Greenspan: Worker insecurity 'likely to remain intense'

Carl Remick carlremick at hotmail.com
Tue Jul 11 07:19:34 PDT 2000


[Just off the wire. Of course, this insecurity will not apply to teenage Internet gurus, empowered with the authority to write their own ticket ;-) At any rate, looks like AG's signalling that no half-point rate rise is in the offing.]

Greenspan Says Worker Insecurity Is 'Likely to Remain Intense'

By Noam Neusner

Washington, July 11 (Bloomberg) -- Rapid technological change and job insecurity will continue to force workers to seek out training to maintain their job security, even as unemployment holds close to a 30-year low, said Alan Greenspan, chairman of the Federal Reserve.

"One less welcome byproduct of rapid economic and technological change, and the necessary heightened level of potential job dismissal that goes with it, is the evident insecurity felt by many workers despite the tightest labor markets in decades," Greenspan said in the text of remarks to the National Governors' Association conference in State College, Pennsylvania.

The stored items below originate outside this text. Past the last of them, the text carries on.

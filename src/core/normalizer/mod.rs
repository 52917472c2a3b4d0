//! Row normalization
//!
//! Turns one raw CSV row into a fully typed [`Record`]. Normalization never
//! fails: malformed cells are replaced by defaults and reported as
//! [`FieldIssue`]s next to the record.

pub mod columns;
pub mod fields;
pub mod issues;
pub mod row;

pub use issues::{FieldIssue, IssueKind, summarize};
pub use row::{HeaderIndex, RawRow};

use crate::core::models::{Record, RecordFlags};
use chrono::{DateTime, NaiveDate, Utc};
use columns::*;
use fields::{first_char_upper, is_unexpected_flag, parse_birth_date, parse_flag};
use uuid::Uuid;

/// Batch-level values every record of an upload shares
#[derive(Debug, Clone, Copy)]
pub struct NormalizeContext {
    pub batch_id: Uuid,
    pub cut_date: NaiveDate,
    pub created_at: DateTime<Utc>,
}

/// A normalized record plus the cells that had to be defaulted
#[derive(Debug, Clone)]
pub struct NormalizedRow {
    pub record: Record,
    pub issues: Vec<FieldIssue>,
}

/// Row normalizer
#[derive(Debug, Clone)]
pub struct RowNormalizer {
    birth_date_format: String,
}

impl Default for RowNormalizer {
    fn default() -> Self {
        Self::new("%d-%m-%Y")
    }
}

impl RowNormalizer {
    /// Create a normalizer reading birth dates with `birth_date_format`
    pub fn new(birth_date_format: impl Into<String>) -> Self {
        Self {
            birth_date_format: birth_date_format.into(),
        }
    }

    /// Normalize one row
    pub fn normalize(&self, row: &RawRow<'_>, ctx: &NormalizeContext) -> NormalizedRow {
        let mut issues = Vec::new();
        let row_number = row.row_number();

        let mut flag = |column: &'static str| {
            let raw = row.get(column);
            if is_unexpected_flag(raw) {
                issues.push(issue(row_number, column, raw, IssueKind::UnexpectedFlag));
            }
            parse_flag(raw)
        };
        let flags = RecordFlags {
            transferred_in: flag(TRASLADO_POSITIVO),
            transferred_out: flag(TRASLADO_NEGATIVO),
            newly_enrolled: flag(NUEVO_INSCRITO),
            previously_blocked: flag(EXBLOQUEADO),
            rejected_ineligible: flag(RECHAZADO_PREVISIONAL),
            rejected_deceased: flag(RECHAZADO_FALLECIDO),
            authorized: flag(AUTORIZADO),
        };

        for column in [DV, GENERO] {
            let raw = row.get(column);
            if raw.is_some_and(|v| v.trim().chars().count() > 1) {
                issues.push(issue(row_number, column, raw, IssueKind::Truncated));
            }
        }

        let raw_birth = row.get(FECHA_NACIMIENTO);
        let birth_date = parse_birth_date(raw_birth, &self.birth_date_format, ctx.cut_date);
        match raw_birth.map(str::trim) {
            None | Some("") => {
                issues.push(issue(row_number, FECHA_NACIMIENTO, raw_birth, IssueKind::MissingDate))
            }
            Some(v) if NaiveDate::parse_from_str(v, &self.birth_date_format).is_err() => {
                issues.push(issue(row_number, FECHA_NACIMIENTO, raw_birth, IssueKind::InvalidDate))
            }
            Some(_) => {}
        }

        let record = Record {
            id: Uuid::new_v4(),
            batch_id: ctx.batch_id,
            row_number: i32::try_from(row_number).unwrap_or(i32::MAX),
            run: row.get(RUN).map(|v| v.trim().to_string()).unwrap_or_default(),
            check_digit: first_char_upper(row.get(DV)),
            first_names: row.text(NOMBRES),
            paternal_surname: row.text(APELLIDO_PATERNO),
            maternal_surname: row.text(APELLIDO_MATERNO),
            birth_date,
            gender: first_char_upper(row.get(GENERO)),
            tier: row.text(TRAMO),
            cut_date: ctx.cut_date,
            facility_code: row.text(COD_CENTRO),
            facility_name: row.text(NOMBRE_CENTRO),
            origin_facility_code: row.text(CODIGO_CENTRO_PROCEDENCIA),
            origin_facility_name: row.text(NOMBRE_CENTRO_PROCEDENCIA),
            origin_commune_code: row.text(CODIGO_COMUNA_PROCEDENCIA),
            origin_commune_name: row.text(NOMBRE_COMUNA_PROCEDENCIA),
            destination_facility_code: row.text(CODIGO_CENTRO_DESTINO),
            destination_facility_name: row.text(NOMBRE_CENTRO_DESTINO),
            destination_commune_code: row.text(CODIGO_COMUNA_DESTINO),
            destination_commune_name: row.text(NOMBRE_COMUNA_DESTINO),
            flags,
            outcome: row.text(ACEPTADO_RECHAZADO),
            rejection_reason: row.text(MOTIVO),
            created_at: ctx.created_at,
        };

        NormalizedRow { record, issues }
    }
}

fn issue(row: usize, column: &'static str, raw: Option<&str>, kind: IssueKind) -> FieldIssue {
    FieldIssue {
        row,
        column,
        value: raw.unwrap_or_default().to_string(),
        kind,
    }
}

Greenspan's comments suggest worker demands for higher wages are being moderated by the fear of being laid off amid "job skill obsolescence." That would mean there's less inflationary pressure that the U.S. central bank would choose to address by raising interest rates even as the U.S. unemployment rate, at 4 percent, is close to its 30-year low.

Workers will seek out training and education to maintain their marketable skills in the face of ongoing technological change. That's showing up in "pressure on our education and training systems to prepare and adapt workers to effectively run the new technologies," Greenspan said.

"These pressures are likely to remain intense, even though they may wax and wane, because I see nothing to suggest that the trends toward a greater conceptual content of our nation's output and thus, toward increased demand for conceptual skills in our workforce, will end," he said.

Greenspan told the governors to support teachers, schools and training centers to cope with this trend, and urged them to prepare those institutions to be centers of lifelong learning.

"It is not enough to create a job market that has enabled those with few skills to finally grasp the first rung of the ladder to achievement," he said. "We must ensure that our whole population receives an education that will allow full and continuing participation in this dynamic period of American economic history."

Greenspan's speech echoes some of the same trends he's been addressing for more than a year: Technological change is generating worker productivity gains that have helped take the economy to new levels. In addition, he has identified labor force flexibility -- the ability of U.S. companies to fire workers without fear of significant legal or cultural disapproval.

"Because our costs of dismissing workers are lower, the potential costs of hiring and the risks associated with expanding employment are less" than in Europe and Japan, Greenspan said.

Greenspan said sees no sign that productivity gains are emding. However, it will take a recession to prove how must recent gains reflect "endeavors on the part of our business community to stretch existing capital and labor resources in ways that are not sustainable over the longer run."